» **Data**
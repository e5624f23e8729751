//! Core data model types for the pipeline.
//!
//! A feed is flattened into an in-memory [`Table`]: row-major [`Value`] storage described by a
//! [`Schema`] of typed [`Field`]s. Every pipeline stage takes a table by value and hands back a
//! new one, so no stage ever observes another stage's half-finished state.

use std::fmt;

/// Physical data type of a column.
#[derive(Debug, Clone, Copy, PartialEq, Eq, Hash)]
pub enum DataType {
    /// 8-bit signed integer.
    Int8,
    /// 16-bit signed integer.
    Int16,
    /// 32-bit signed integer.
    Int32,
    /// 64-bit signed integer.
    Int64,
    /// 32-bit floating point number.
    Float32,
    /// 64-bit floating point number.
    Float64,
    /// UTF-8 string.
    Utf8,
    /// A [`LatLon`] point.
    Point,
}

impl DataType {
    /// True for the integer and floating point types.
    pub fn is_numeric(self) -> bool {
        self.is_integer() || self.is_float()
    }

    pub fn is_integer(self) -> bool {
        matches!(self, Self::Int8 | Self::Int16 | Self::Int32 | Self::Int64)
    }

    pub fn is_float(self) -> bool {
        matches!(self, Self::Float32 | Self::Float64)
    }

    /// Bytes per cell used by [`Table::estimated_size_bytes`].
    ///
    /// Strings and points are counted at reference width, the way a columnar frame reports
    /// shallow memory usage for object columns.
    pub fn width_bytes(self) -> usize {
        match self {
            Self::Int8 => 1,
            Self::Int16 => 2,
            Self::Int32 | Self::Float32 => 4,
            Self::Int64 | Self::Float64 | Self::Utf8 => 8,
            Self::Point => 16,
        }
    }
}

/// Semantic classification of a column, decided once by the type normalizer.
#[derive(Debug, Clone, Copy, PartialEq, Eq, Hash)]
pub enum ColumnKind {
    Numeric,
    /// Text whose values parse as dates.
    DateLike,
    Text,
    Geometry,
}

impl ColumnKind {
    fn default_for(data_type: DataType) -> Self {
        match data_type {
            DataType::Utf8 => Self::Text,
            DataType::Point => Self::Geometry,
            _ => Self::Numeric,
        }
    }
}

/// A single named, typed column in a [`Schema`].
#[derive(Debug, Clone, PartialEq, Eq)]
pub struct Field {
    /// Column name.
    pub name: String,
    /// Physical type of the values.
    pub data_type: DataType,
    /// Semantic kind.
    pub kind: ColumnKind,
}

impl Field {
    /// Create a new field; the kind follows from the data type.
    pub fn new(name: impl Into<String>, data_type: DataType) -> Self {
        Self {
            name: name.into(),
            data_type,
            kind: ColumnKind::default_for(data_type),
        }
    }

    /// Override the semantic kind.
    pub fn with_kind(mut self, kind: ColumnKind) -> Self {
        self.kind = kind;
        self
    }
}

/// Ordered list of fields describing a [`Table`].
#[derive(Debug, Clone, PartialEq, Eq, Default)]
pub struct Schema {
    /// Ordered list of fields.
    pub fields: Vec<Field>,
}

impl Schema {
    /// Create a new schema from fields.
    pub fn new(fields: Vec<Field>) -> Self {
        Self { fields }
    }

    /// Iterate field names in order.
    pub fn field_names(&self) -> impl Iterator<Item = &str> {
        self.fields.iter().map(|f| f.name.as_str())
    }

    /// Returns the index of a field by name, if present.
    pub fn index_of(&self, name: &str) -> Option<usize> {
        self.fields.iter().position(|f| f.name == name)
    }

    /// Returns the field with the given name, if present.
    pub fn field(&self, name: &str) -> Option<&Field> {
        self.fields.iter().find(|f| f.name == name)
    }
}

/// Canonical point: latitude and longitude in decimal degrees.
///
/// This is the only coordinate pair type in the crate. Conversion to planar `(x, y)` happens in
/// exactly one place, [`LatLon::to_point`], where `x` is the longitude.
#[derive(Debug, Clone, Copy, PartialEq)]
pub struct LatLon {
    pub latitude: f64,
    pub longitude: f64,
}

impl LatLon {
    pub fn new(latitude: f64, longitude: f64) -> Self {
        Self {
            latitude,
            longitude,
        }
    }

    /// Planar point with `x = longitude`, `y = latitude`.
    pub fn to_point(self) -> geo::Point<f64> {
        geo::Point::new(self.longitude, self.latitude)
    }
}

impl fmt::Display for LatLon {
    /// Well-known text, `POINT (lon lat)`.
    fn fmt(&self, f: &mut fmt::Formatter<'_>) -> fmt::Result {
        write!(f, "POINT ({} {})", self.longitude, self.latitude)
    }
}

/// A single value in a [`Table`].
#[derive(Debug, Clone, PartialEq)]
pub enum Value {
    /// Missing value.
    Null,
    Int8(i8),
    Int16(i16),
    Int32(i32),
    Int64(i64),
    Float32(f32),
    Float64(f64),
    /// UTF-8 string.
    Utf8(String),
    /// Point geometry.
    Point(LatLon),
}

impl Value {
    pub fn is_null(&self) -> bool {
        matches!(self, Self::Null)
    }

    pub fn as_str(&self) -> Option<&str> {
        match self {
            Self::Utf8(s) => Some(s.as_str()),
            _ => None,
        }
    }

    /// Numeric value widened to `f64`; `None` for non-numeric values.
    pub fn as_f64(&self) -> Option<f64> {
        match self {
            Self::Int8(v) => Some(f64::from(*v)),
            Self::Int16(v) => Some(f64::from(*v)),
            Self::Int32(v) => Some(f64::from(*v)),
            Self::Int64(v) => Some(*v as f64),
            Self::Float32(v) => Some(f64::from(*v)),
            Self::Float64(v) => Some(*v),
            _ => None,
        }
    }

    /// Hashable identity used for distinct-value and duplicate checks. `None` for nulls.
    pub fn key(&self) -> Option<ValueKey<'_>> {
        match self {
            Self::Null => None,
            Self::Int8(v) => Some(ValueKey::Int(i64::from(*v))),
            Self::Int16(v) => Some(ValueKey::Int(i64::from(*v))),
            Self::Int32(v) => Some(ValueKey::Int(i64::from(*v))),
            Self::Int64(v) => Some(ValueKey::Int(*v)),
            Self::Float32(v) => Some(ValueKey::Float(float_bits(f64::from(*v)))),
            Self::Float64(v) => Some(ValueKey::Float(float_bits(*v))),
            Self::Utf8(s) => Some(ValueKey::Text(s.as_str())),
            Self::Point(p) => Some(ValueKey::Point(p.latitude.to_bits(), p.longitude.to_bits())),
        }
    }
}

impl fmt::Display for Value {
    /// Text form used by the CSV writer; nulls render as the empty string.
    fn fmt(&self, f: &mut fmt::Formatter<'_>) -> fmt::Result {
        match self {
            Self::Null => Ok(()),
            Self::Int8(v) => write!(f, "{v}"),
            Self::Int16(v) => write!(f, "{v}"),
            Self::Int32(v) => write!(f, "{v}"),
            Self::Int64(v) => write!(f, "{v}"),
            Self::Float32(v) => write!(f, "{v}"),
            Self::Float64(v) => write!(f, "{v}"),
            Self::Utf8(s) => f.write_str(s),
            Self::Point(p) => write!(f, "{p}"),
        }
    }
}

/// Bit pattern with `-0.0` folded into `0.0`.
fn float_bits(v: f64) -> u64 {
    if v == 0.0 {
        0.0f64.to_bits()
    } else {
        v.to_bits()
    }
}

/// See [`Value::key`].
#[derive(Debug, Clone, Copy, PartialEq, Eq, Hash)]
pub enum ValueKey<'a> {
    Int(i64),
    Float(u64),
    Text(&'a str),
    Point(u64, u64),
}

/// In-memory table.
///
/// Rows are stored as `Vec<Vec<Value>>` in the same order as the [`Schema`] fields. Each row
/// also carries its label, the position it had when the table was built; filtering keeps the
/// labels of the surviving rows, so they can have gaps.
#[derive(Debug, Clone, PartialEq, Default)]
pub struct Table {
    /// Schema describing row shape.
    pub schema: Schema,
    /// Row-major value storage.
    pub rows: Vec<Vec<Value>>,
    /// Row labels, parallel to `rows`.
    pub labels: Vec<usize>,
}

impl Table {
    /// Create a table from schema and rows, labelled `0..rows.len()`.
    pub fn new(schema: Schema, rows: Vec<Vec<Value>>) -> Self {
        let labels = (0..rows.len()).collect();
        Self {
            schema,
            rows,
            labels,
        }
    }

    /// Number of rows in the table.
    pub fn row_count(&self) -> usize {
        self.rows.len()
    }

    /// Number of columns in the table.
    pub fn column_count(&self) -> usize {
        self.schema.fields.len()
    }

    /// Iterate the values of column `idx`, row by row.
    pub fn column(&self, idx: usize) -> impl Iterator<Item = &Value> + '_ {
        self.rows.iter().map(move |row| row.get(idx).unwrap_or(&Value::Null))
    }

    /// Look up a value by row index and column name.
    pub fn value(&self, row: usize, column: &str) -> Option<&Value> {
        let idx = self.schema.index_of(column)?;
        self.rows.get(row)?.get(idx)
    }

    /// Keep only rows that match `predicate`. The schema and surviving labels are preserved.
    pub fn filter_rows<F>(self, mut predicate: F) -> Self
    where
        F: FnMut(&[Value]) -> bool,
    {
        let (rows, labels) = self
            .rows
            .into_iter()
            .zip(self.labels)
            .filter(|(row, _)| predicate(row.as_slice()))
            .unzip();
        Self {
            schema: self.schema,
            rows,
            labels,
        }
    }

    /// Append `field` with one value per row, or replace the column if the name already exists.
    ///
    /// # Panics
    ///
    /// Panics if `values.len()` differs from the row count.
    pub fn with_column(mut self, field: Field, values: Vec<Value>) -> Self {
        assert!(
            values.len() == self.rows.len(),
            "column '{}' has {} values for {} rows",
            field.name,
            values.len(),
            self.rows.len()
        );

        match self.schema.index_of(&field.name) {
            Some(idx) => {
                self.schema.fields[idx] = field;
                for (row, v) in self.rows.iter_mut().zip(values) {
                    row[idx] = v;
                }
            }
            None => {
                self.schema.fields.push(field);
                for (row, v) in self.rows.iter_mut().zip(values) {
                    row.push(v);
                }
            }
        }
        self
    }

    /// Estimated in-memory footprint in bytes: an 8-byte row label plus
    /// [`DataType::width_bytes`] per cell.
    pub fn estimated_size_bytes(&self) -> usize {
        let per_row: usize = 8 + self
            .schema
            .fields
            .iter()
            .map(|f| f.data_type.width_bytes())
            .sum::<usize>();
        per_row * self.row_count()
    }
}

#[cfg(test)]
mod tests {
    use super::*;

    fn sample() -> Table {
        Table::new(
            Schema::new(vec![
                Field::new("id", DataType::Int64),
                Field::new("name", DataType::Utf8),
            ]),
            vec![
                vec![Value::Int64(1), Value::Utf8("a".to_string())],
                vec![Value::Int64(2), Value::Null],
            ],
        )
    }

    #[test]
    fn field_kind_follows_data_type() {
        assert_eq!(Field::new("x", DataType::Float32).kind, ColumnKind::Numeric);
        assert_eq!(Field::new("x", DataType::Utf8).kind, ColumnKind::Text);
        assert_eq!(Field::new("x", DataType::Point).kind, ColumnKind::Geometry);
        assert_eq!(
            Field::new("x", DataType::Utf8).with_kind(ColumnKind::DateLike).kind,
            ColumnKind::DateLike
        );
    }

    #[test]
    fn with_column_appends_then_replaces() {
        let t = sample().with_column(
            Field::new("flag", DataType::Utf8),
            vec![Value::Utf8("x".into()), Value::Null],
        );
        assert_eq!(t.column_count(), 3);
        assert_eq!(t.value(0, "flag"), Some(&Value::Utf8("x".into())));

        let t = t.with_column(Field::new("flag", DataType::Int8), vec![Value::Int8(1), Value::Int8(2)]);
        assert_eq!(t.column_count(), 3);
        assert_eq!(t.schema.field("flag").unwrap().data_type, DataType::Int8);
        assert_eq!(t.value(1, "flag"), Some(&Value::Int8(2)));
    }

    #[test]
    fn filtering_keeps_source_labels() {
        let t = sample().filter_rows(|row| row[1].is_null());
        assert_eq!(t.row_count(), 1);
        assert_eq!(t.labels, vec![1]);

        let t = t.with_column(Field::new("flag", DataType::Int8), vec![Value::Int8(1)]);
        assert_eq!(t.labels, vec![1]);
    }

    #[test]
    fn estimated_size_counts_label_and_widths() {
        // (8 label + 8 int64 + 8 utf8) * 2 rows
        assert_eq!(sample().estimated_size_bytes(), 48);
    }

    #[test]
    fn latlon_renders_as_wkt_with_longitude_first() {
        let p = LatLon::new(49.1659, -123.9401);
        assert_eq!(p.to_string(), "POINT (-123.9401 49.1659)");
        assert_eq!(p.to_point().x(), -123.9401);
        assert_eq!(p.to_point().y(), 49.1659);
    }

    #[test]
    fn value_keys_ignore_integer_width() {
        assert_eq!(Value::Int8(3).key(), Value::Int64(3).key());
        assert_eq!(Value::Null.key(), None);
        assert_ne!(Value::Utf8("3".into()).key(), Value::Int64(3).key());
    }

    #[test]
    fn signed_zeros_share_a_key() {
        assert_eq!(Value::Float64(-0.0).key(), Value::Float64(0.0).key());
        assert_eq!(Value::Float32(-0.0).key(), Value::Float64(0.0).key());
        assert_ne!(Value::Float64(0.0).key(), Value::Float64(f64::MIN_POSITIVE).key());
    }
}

» **Task item**
What you return must be the lines above that run from the line with "v.to_bits()" to the line with "row by row.", inclusive, each copied exactly.

» **Task solution**
        v.to_bits()
    }
}

/// See [`Value::key`].
#[derive(Debug, Clone, Copy, PartialEq, Eq, Hash)]
pub enum ValueKey<'a> {
    Int(i64),
    Float(u64),
    Text(&'a str),
    Point(u64, u64),
}

/// In-memory table.
///
/// Rows are stored as `Vec<Vec<Value>>` in the same order as the [`Schema`] fields. Each row
/// also carries its label, the position it had when the table was built; filtering keeps the
/// labels of the surviving rows, so they can have gaps.
#[derive(Debug, Clone, PartialEq, Default)]
pub struct Table {
    /// Schema describing row shape.
    pub schema: Schema,
    /// Row-major value storage.
    pub rows: Vec<Vec<Value>>,
    /// Row labels, parallel to `rows`.
    pub labels: Vec<usize>,
}

impl Table {
    /// Create a table from schema and rows, labelled `0..rows.len()`.
    pub fn new(schema: Schema, rows: Vec<Vec<Value>>) -> Self {
        let labels = (0..rows.len()).collect();
        Self {
            schema,
            rows,
            labels,
        }
    }

    /// Number of rows in the table.
    pub fn row_count(&self) -> usize {
        self.rows.len()
    }

    /// Number of columns in the table.
    pub fn column_count(&self) -> usize {
        self.schema.fields.len()
    }

    /// Iterate the values of column `idx`, row by row.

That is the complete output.